Today we meet Pupy, a Remote Access Tool (RAT) launched past September and written entirely in Python code.
Pupy is cross-platform compatible, meaning it can run on all three major operating systems, and allows attackers a wide range of options when spying on their targets.
Pupy features a fileless operation mode
Despite support for all three OSs, Windows is where Pupy works best, the RAT featuring 100% in-memory functionality. This is achieved because the Pupy payload is compiled as a reflective DLL, loading an entire Python interpreter inside the target’s memory, and working without ever touching the hard drive’s disks.
This makes detection by classic antivirus solutions a little bit harder and gains more crucial times for any operator to exfiltrate data.
Pupy features a modular structure, allowing developers to deploy a basic wireframe on infected systems, and then load modules into memory as they are needed.

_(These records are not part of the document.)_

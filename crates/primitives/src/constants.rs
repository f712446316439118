//! Protocol constants. Runtime-tunable values (intervals, delegate count,
//! queue limits) live in `meridian_chain::ChainConfig`; the values here are
//! baked into the record model itself.

use crate::ShareAmount;

/// Ticker symbol of the base asset (asset id 0).
pub const BASE_ASSET_SYMBOL: &str = "MRD";

/// Display name of the base asset.
pub const BASE_ASSET_NAME: &str = "Meridian";

/// Subunits per whole share of the base asset.
pub const PRECISION: u64 = 100_000;

/// Hard cap on the share supply of any asset.
pub const MAX_SHARES: ShareAmount = 1_000_000_000_000_000_000;

/// Prefix on rendered addresses.
pub const ADDRESS_PREFIX: &str = "MRD";

/// Legacy address prefixes accepted by the genesis balance importer.
pub const LEGACY_ADDRESS_PREFIXES: &[&str] = &["BTS", "KEY", "DVS", "XTS"];

/// Version stamp of the on-disk index layout. Opening a database written by
/// a newer version fails; an older version triggers a reindex.
pub const DATABASE_VERSION: u64 = 1;
//! Account records and delegate statistics.

use serde::{Deserialize, Serialize};
use std::collections::BTreeMap;

use crate::crypto::{Address, Hash160, PublicKey};
use crate::{AccountId, ShareAmount, Timestamp};

/// Per-delegate production and pay bookkeeping. Present only on accounts
/// registered as delegates.
#[derive(Debug, Clone, Default, PartialEq, Eq, Serialize, Deserialize)]
pub struct DelegateStats {
    /// Net votes currently delegated to this account.
    pub votes_for: ShareAmount,
    /// Blocks this delegate has produced.
    pub blocks_produced: u64,
    /// Slots this delegate was scheduled for but missed.
    pub blocks_missed: u64,
    /// Number of the last block this delegate produced.
    pub last_block_num_produced: u64,
    /// Percentage (0..=100) of the maximum pay the delegate accepts.
    pub pay_rate: u8,
    /// Accrued, unwithdrawn pay.
    pub pay_balance: ShareAmount,
    /// Lifetime pay credited.
    pub total_paid: ShareAmount,
    /// Commitment to the secret the delegate will reveal with its next
    /// block; absent until the first block is produced.
    pub next_secret_hash: Option<Hash160>,
}

/// An account. Accounts are created by the genesis document or by
/// registration operations; delegates additionally carry [`DelegateStats`].
#[derive(Debug, Clone, Default, PartialEq, Eq, Serialize, Deserialize)]
pub struct AccountRecord {
    /// Sequential id; 0 is the reserved genesis sentinel.
    pub id: AccountId,
    /// Unique registered name.
    pub name: String,
    /// Permanent owner key.
    pub owner_key: PublicKey,
    /// History of active keys by activation time; the latest entry is the
    /// current active key. Empty means the owner key is active.
    pub active_key_history: BTreeMap<Timestamp, PublicKey>,
    /// Registration time.
    pub registration_date: Timestamp,
    /// Last modification time.
    pub last_update: Timestamp,
    /// Delegate bookkeeping, when this account is a delegate.
    pub delegate_info: Option<DelegateStats>,
    /// Set when the account has been retracted; retracted delegates are
    /// excluded from the vote index.
    pub retracted: bool,
}

impl AccountRecord {
    /// True if the account is a registered delegate.
    pub fn is_delegate(&self) -> bool {
        self.delegate_info.is_some()
    }

    /// True if the account has been retracted.
    pub fn is_retracted(&self) -> bool {
        self.retracted
    }

    /// The currently active key.
    pub fn active_key(&self) -> PublicKey {
        self.active_key_history
            .last_key_value()
            .map(|(_, key)| *key)
            .unwrap_or(self.owner_key)
    }

    /// Address of the currently active key; blocks are signed with it.
    pub fn active_address(&self) -> Address {
        self.active_key().address()
    }

    /// Record a new active key effective at `time`.
    pub fn set_active_key(&mut self, time: Timestamp, key: PublicKey) {
        self.active_key_history.insert(time, key);
    }

    /// Net votes for delegate ranking; zero for non-delegates.
    pub fn net_votes(&self) -> ShareAmount {
        self.delegate_info.as_ref().map(|info| info.votes_for).unwrap_or(0)
    }
}

#[cfg(test)]
mod tests {
    use super::*;

    #[test]
    fn active_key_falls_back_to_owner() {
        let mut account = AccountRecord {
            owner_key: PublicKey([3u8; 33]),
            ..Default::default()
        };
        assert_eq!(account.active_key(), PublicKey([3u8; 33]));

        account.set_active_key(10, PublicKey([4u8; 33]));
        account.set_active_key(20, PublicKey([5u8; 33]));
        assert_eq!(account.active_key(), PublicKey([5u8; 33]));
    }

    #[test]
    fn net_votes_requires_delegate_info() {
        let mut account = AccountRecord::default();
        assert_eq!(account.net_votes(), 0);
        account.delegate_info = Some(DelegateStats { votes_for: 77, ..Default::default() });
        assert_eq!(account.net_votes(), 77);
    }
}
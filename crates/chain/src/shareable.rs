//! Concurrent access wrapper and observer fan-out.
//!
//! [`ChainDatabase`] is single-writer; this wrapper provides the writer
//! guard that stands in for the original non-preemptable scope: from the
//! start of a push through commit, no reader can observe half-applied
//! state. Observer notifications collected during application are
//! broadcast strictly after the guard is released, in commit order.

use meridian_primitives::{FullBlock, SignedTransaction};
use parking_lot::{RwLock, RwLockReadGuard};
use std::sync::Arc;
use tokio::sync::broadcast;
use tracing::warn;

use crate::database::ChainDatabase;
use crate::error::ChainResult;
use crate::evaluation::TransactionEvalState;
use crate::fork::BlockForkData;
use crate::state::ChainDelta;

/// What a block applied to committed state.
#[derive(Debug, Clone)]
pub struct BlockSummary {
    /// The applied block.
    pub block: FullBlock,
    /// Every state write the block committed.
    pub applied_changes: Arc<ChainDelta>,
}

/// Events observers subscribe to.
#[derive(Debug, Clone)]
pub enum ChainNotification {
    /// A block was committed; delivered in commit order.
    BlockApplied(Arc<BlockSummary>),
    /// A block was undone; carries the applied undo delta, delivered in
    /// reverse-commit order.
    StateChanged(Arc<ChainDelta>),
}

/// Receiving half of the observer channel.
pub type ChainNotifications = broadcast::Receiver<ChainNotification>;

/// A [`ChainDatabase`] shareable across threads.
#[derive(Debug)]
pub struct ShareableChainDatabase {
    database: RwLock<ChainDatabase>,
    notification_sender: broadcast::Sender<ChainNotification>,
}

impl ShareableChainDatabase {
    /// Wrap a database for shared use.
    pub fn new(database: ChainDatabase) -> Self {
        let (notification_sender, _) = broadcast::channel(256);
        Self { database: RwLock::new(database), notification_sender }
    }

    /// Subscribe to block-applied / state-changed notifications.
    pub fn subscribe(&self) -> ChainNotifications {
        self.notification_sender.subscribe()
    }

    /// Read access to the last committed state. Readers never observe a
    /// half-applied block.
    pub fn read(&self) -> RwLockReadGuard<'_, ChainDatabase> {
        self.database.read()
    }

    /// Push a block under the writer guard, then fan out notifications.
    pub fn push_block(&self, block: FullBlock) -> ChainResult<BlockForkData> {
        let (result, notifications) = {
            let mut database = self.database.write();
            let result = database.push_block(block);
            (result, database.take_notifications())
        };
        self.fan_out(notifications);
        self.run_scheduled_revalidation();
        result
    }

    /// Undo the head block under the writer guard.
    pub fn pop_block(&self) -> ChainResult<()> {
        let (result, notifications) = {
            let mut database = self.database.write();
            let result = database.pop_block();
            (result, database.take_notifications())
        };
        self.fan_out(notifications);
        result
    }

    /// Admit a transaction to the mempool, running any scheduled
    /// revalidation first.
    pub fn store_pending_transaction(
        &self,
        trx: SignedTransaction,
        override_limits: bool,
    ) -> ChainResult<Option<TransactionEvalState>> {
        self.run_scheduled_revalidation();
        self.database.write().store_pending_transaction(trx, override_limits)
    }

    /// Run mempool revalidation if a committed block scheduled one. This
    /// is the deferred task the pipeline enqueues; it always executes
    /// outside the push writer scope.
    pub fn run_scheduled_revalidation(&self) {
        let mut database = self.database.write();
        if database.revalidation_scheduled() {
            if let Err(error) = database.revalidate_pending() {
                warn!(target: "chain::mempool", %error, "scheduled revalidation failed");
            }
        }
    }

    fn fan_out(&self, notifications: Vec<ChainNotification>) {
        for notification in notifications {
            // Send fails only when nobody is subscribed.
            let _ = self.notification_sender.send(notification);
        }
    }
}
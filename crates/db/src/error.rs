use std::path::PathBuf;

/// Storage-layer failures.
#[derive(Debug, thiserror::Error)]
pub enum DbError {
    /// The underlying rocksdb store failed.
    #[error(transparent)]
    Backend(#[from] rocksdb::Error),
    /// A stored value failed to decode.
    #[error("corrupt value in table {table}: {source}")]
    CorruptValue {
        /// Table the value came from.
        table: &'static str,
        /// Decoder failure.
        source: bincode::Error,
    },
    /// A stored key failed to decode.
    #[error("corrupt key in table {table}")]
    CorruptKey {
        /// Table the key came from.
        table: &'static str,
    },
    /// The store directory could not be created.
    #[error("failed to create store directory {path}: {source}")]
    CreateDir {
        /// Directory that could not be created.
        path: PathBuf,
        /// Underlying io error.
        source: std::io::Error,
    },
}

A diversified attack spectrum via Pupy’s modular makeup
Some of the functionality covered by these modules includes the ability to migrate into other processes running on the victim’s OS, running modules as background jobs, an interactive reverse shell, and auto-completion for commands and arguments.
Additionally, attackers can upload and download files from infected systems, they can take desktop screenshots, webcam screenshots, forward local ports, log mouse and keyboard inputs, and execute shell code.
All communications between the Pupy bots and the main server are done via SSL (by default), but four more other transport channels are also supported.
Since Pupy comes with its own Python interpreter, Pupy modules can be simple Python files or compiled Python C extensions. This makes writing Pupy files a whole lot easier, since Python is one of the most widespread and easier-to-learn programming languages around.
Pupy’s source code is available under the BSD license, on Github. By taking a quick look at the project’s milestones, expect future Pupy versions to be able to record microphone sounds, support more transport layers, record network traffic, and be more silent on *NIX machines.